Em 1970, dois carros chegaram à estrada que priorizavam a aerodinâmica sobre quase todo o resto. O Lancia Stratos HF Zero e o Ferrari 512S Modulo. Estes foram o resultado de uma batalha de fabricantes para criar a cunha definitiva. Eles cortam o ar com facilidade. Os coeficientes de arrasto foram impressionantes.

Mas o mundo real não se importa com os coeficientes de arrasto. O formato extremo da cunha significava uma péssima distância ao solo. Você chegaria ao fundo do poço em uma lombada. A visibilidade também era ruim. O para-brisa era minúsculo. A janela traseira era uma lasca. Você não conseguia ver para onde estava indo.

Esses carros eram diferentes, mas compartilhavam um objetivo. Eles tentaram enganar o vento. Eles demonstraram que o ajuste fino da aerodinâmica de um carro requer testes em túnel de vento. Não apenas pela velocidade. Mas para sobreviver.

Enzo Ferrari tinha a reputação de acreditar que a força mecânica bruta poderia resolver qualquer problema. Ele descartou a importância do fluxo de ar, declarando que aerodinâmica é para pessoas que não sabem construir motores. Foi uma declaração de guerra contra os engenheiros que pensavam que a forma era mais importante do que o deslocamento.

“Aerodinâmica é para pessoas que não sabem construir motores.”

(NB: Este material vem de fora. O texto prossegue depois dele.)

//! CLI command implementations

use std::sync::Arc;

use anyhow::{Context, Result};
use tracing::info;

use crate::activity::ActivityAnalyzer;
use crate::cli::fixtures::FixtureStore;
use crate::config::AnalyzerConfig;
use crate::model::validate_address;
use crate::persona::PersonaClassifier;
use crate::portfolio::PortfolioAnalyzer;
use crate::source::TransferProvider;

/// Everything needed to run analysis against one fixture file
struct Pipeline {
    portfolio: Arc<PortfolioAnalyzer>,
    classifier: PersonaClassifier,
}

fn build_pipeline(config: &AnalyzerConfig, fixture_path: &str) -> Result<Pipeline> {
    let store = FixtureStore::load(fixture_path)
        .with_context(|| format!("Failed to load fixture file {fixture_path}"))?;

    let transfers = TransferProvider::single(store.clone());
    let portfolio = Arc::new(PortfolioAnalyzer::new(
        Some(store.clone()),
        transfers.clone(),
        store,
        config.clone(),
    ));
    let activity = Arc::new(ActivityAnalyzer::new(transfers));
    let classifier = PersonaClassifier::new(portfolio.clone(), activity, config.clone());

    Ok(Pipeline {
        portfolio,
        classifier,
    })
}

/// Analyze one wallet's portfolio and print the snapshot as JSON
pub async fn analyze(config: &AnalyzerConfig, fixture_path: &str, address: &str) -> Result<()> {
    validate_address(address)?;
    let pipeline = build_pipeline(config, fixture_path)?;

    let snapshot = pipeline
        .portfolio
        .analyze_portfolio(address)
        .await
        .with_context(|| format!("Portfolio analysis failed for {address}"))?;

    println!("{}", serde_json::to_string_pretty(&snapshot)?);
    Ok(())
}

/// Classify one wallet and print the full classification as JSON
pub async fn classify(config: &AnalyzerConfig, fixture_path: &str, address: &str) -> Result<()> {
    validate_address(address)?;
    let pipeline = build_pipeline(config, fixture_path)?;

    let classification = pipeline.classifier.classify_persona(address, None).await;

    println!("{}", serde_json::to_string_pretty(&classification)?);
    Ok(())
}

/// Classify a batch of wallets and print the report as JSON
///
/// Addresses come from the command line, or one per line from a file
/// when `--file` is given. Blank lines and `#` comments are skipped.
pub async fn batch(
    config: &AnalyzerConfig,
    fixture_path: &str,
    mut addresses: Vec<String>,
    file: Option<&str>,
) -> Result<()> {
    if let Some(path) = file {
        let raw = std::fs::read_to_string(path)
            .with_context(|| format!("Failed to read address file {path}"))?;
        addresses.extend(
            raw.lines()
                .map(str::trim)
                .filter(|line| !line.is_empty() && !line.starts_with('#'))
                .map(str::to_string),
        );
    }

    if addresses.is_empty() {
        anyhow::bail!("No addresses to classify; pass addresses or --file");
    }

    for address in &addresses {
        validate_address(address)
            .with_context(|| format!("Rejecting batch with invalid address {address}"))?;
    }

    let pipeline = build_pipeline(config, fixture_path)?;
    let report = pipeline.classifier.classify_batch(&addresses).await;

    info!(
        classified = report.results.len(),
        "Batch classification finished"
    );
    println!("{}", serde_json::to_string_pretty(&report)?);
    Ok(())
}

/// Print the effective configuration
pub fn show_config(config: &AnalyzerConfig) -> Result<()> {
    println!("Lookback window:     {} days", config.lookback_days);
    println!(
        "Dust threshold:      ${:.2}",
        crate::model::DUST_THRESHOLD_USD
    );
    println!("Min position value:  ${:.2}", config.min_position_value_usd);
    println!("Native symbol:       {}", config.native_symbol);
    println!("Batch concurrency:   {}", config.batch_concurrency);
    Ok(())
}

Hoje, essa filosofia pareceria ridícula. O moderno processo de desenvolvimento do carro modelo Ferrari conta uma história diferente. A empresa dedicou recentemente mais de 1.000 horas em um túnel de vento para refinar o perfil aerodinâmico de um novo veículo. Eles não apenas ajustaram os spoilers; eles estavam obcecados com a forma como o ar se move em cada curva.

Isto não é uma rejeição do legado de Enzo. É uma evolução.

Os V-12 ainda estão lá. Eles são mais barulhentos, mais eficientes e repletos de tecnologia que Enzo não poderia ter imaginado. Mas o ar ao seu redor é agora tratado com a mesma reverência que o combustível dentro deles. Você não pode simplesmente colocar um motor potente em uma caixa e esperar que ele voe.

Por que isso é importante para o entusiasta? Porque como a eficiência aerodinâmica melhora o desempenho do motor é agora um desafio central de engenharia. Não se trata de escolher entre potência e fluxo de ar. Trata-se de fazê-los trabalhar juntos.

Os testes em túnel de vento não envolvem apenas velocidade máxima. Eles tratam de downforce, estabilidade e redução do arrasto para que o motor não precise trabalhar tanto. Está muito longe dos dias em que você poderia simplesmente adicionar mais cilindros e encerrar o dia.

Ironia à parte, o resultado é um carro que se move no ar com a mesma precisão com que se move na estrada.